Stored items:
####

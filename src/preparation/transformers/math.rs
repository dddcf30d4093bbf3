use crate::{preparation::errors::PreparationError, sql_statement::SqlExpr};

use super::{MethodCallTransformerRegistry, PreparedMethodCall};

pub(super) fn register(registry: &mut MethodCallTransformerRegistry) {
    registry.register_method("Math", "Abs", |call| function(call, "ABS", 1));
    registry.register_method("Math", "Floor", |call| function(call, "FLOOR", 1));
    registry.register_method("Math", "Ceiling", |call| function(call, "CEILING", 1));
    registry.register_method("Math", "Sqrt", |call| function(call, "SQRT", 1));
    registry.register_method("Math", "Pow", |call| function(call, "POWER", 2));
    registry.register_method("Math", "Round", round);
}

/// Static `Math.X(args)` → `X(args)`; the result keeps the call's declared type.
fn function(
    call: PreparedMethodCall,
    name: &str,
    arity: usize,
) -> Result<SqlExpr, PreparationError> {
    call.expect_args(arity, arity)?;
    Ok(SqlExpr::function(name, call.args, call.result_type))
}

/// `Round(x)` rounds to zero decimals.
fn round(call: PreparedMethodCall) -> Result<SqlExpr, PreparationError> {
    call.expect_args(1, 2)?;
    let result_type = call.result_type;
    let mut args = call.args;
    if args.len() == 1 {
        args.push(SqlExpr::literal_int(0));
    }
    Ok(SqlExpr::function("ROUND", args, result_type))
}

####

** Exercise prompt **
Copy the lines of the entries above that mention "function".

** Response to the task **
    registry.register_method("Math", "Abs", |call| function(call, "ABS", 1));
    registry.register_method("Math", "Floor", |call| function(call, "FLOOR", 1));
    registry.register_method("Math", "Ceiling", |call| function(call, "CEILING", 1));
    registry.register_method("Math", "Sqrt", |call| function(call, "SQRT", 1));
    registry.register_method("Math", "Pow", |call| function(call, "POWER", 2));
fn function(
    Ok(SqlExpr::function(name, call.args, call.result_type))
    Ok(SqlExpr::function("ROUND", args, result_type))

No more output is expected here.